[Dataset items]
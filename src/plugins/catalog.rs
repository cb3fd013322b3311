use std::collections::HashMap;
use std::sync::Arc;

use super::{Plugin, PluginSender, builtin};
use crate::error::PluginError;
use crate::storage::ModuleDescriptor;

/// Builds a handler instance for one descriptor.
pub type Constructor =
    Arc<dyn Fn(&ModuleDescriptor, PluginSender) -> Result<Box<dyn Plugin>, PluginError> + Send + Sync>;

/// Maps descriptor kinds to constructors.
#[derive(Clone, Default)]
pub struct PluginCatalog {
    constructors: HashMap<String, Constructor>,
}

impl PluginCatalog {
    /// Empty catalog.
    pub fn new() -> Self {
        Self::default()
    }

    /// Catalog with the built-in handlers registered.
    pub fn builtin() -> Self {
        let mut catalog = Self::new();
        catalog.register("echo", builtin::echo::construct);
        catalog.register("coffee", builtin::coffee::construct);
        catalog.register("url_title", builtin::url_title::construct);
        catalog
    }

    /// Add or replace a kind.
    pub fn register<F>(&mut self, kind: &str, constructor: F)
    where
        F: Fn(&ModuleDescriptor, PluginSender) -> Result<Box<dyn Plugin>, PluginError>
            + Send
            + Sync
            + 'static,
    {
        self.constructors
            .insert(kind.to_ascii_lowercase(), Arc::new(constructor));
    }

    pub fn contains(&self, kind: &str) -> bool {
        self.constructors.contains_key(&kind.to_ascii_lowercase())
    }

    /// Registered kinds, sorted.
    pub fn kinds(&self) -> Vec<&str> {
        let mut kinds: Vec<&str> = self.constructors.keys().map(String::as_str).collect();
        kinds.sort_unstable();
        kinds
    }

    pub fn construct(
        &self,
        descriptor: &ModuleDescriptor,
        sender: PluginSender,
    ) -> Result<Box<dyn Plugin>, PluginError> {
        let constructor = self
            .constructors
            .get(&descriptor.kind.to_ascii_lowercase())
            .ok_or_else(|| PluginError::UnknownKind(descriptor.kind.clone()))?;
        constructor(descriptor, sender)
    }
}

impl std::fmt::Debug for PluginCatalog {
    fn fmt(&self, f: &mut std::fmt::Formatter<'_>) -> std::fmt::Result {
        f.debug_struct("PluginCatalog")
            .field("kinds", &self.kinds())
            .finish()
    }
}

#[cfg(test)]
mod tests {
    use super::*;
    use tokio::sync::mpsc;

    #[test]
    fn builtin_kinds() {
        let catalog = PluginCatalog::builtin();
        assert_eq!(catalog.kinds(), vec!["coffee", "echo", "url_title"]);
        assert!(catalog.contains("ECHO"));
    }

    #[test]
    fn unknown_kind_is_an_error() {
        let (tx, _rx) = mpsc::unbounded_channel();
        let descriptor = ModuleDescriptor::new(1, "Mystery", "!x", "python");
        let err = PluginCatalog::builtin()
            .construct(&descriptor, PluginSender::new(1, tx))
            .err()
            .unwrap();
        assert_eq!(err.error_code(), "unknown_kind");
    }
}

==

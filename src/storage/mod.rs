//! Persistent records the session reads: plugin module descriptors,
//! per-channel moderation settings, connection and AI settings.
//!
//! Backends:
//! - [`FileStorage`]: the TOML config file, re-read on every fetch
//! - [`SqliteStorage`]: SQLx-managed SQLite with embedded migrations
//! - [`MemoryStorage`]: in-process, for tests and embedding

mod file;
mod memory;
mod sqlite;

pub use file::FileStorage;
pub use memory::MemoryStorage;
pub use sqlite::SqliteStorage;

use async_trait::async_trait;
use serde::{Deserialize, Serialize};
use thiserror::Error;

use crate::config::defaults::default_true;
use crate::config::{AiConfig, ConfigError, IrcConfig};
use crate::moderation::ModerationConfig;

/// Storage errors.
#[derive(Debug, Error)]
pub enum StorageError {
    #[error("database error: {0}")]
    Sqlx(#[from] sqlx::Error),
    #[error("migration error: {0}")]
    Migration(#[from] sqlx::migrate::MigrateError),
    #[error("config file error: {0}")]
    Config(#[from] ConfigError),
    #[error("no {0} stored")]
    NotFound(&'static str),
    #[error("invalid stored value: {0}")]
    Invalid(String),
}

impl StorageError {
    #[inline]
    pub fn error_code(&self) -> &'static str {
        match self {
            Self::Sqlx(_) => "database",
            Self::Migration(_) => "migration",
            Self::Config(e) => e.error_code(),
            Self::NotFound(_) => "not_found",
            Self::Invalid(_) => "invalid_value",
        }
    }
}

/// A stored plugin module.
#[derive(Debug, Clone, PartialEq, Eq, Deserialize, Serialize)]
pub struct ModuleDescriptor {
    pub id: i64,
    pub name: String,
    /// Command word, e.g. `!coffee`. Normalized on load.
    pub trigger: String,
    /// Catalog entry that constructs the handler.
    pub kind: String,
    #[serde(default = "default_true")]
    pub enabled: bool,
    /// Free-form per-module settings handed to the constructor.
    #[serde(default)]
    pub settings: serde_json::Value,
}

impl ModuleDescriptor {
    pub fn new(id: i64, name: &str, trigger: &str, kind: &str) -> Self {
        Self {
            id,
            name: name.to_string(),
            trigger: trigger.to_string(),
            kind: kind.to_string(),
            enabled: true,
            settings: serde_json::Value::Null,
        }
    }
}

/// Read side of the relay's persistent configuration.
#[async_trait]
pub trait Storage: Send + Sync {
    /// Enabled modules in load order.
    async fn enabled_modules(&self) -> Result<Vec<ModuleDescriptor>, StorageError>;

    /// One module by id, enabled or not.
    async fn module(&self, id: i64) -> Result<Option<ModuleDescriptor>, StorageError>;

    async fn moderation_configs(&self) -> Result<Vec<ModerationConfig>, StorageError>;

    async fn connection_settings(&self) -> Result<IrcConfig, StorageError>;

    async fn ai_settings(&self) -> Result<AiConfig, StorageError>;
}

* * *

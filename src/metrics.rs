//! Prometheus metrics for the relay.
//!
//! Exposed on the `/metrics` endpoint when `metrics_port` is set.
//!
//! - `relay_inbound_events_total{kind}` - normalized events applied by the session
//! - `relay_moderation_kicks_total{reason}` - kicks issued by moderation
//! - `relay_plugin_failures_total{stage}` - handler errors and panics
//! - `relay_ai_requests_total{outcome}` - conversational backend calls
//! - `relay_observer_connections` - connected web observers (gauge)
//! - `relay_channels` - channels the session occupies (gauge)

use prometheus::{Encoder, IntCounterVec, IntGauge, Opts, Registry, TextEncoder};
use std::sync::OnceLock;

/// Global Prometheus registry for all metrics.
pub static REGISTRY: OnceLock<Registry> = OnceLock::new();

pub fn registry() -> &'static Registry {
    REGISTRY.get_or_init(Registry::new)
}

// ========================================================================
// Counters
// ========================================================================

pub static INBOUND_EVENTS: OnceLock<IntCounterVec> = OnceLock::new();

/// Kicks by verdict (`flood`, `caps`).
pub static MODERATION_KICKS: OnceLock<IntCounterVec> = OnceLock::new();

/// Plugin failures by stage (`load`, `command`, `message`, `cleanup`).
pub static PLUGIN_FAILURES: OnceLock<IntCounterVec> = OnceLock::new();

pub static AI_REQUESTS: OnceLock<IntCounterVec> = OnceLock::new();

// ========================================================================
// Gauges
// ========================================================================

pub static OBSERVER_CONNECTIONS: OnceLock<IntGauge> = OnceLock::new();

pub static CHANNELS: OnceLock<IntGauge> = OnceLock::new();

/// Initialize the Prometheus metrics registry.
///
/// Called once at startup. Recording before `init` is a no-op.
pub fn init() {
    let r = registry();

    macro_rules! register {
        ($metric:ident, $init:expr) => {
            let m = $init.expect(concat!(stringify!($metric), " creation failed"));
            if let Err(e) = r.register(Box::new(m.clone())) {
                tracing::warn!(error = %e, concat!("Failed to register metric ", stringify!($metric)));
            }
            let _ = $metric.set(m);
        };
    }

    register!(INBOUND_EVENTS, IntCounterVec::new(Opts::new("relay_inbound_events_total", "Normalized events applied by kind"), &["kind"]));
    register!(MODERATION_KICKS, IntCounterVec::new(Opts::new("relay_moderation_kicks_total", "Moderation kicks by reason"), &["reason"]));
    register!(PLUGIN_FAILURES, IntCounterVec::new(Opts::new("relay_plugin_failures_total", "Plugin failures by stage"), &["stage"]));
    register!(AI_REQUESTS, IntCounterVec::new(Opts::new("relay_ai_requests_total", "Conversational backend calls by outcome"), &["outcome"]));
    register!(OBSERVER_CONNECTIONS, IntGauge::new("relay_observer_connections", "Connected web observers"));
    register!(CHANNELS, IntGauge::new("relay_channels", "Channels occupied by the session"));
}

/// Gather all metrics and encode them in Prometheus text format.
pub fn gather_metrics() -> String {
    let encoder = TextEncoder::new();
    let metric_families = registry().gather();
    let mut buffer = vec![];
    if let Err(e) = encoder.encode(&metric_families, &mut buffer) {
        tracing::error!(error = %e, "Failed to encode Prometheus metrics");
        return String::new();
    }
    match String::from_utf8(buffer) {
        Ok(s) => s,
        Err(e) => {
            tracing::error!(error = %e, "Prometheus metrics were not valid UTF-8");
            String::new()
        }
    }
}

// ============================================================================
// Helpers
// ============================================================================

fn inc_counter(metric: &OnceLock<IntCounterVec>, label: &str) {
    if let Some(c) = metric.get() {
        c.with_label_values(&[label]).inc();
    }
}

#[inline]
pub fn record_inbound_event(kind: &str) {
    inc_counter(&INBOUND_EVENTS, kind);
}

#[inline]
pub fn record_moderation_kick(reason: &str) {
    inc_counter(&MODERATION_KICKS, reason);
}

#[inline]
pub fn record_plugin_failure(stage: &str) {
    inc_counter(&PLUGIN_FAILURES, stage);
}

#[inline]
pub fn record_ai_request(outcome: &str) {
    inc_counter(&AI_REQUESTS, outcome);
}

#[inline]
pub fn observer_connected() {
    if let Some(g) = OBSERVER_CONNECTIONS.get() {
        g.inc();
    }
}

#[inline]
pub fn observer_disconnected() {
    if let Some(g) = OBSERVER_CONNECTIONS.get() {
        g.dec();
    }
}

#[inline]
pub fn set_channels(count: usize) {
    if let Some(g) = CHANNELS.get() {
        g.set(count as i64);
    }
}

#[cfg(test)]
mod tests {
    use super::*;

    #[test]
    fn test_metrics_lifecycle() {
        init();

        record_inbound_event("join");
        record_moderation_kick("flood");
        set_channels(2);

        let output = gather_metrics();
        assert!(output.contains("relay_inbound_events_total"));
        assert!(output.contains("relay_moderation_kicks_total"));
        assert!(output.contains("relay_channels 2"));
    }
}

* _EXERCISE DIRECTIONS_
Give only a number: how many lines of the data hold the string "reason"?

* _WRITTEN RESPONSE_
4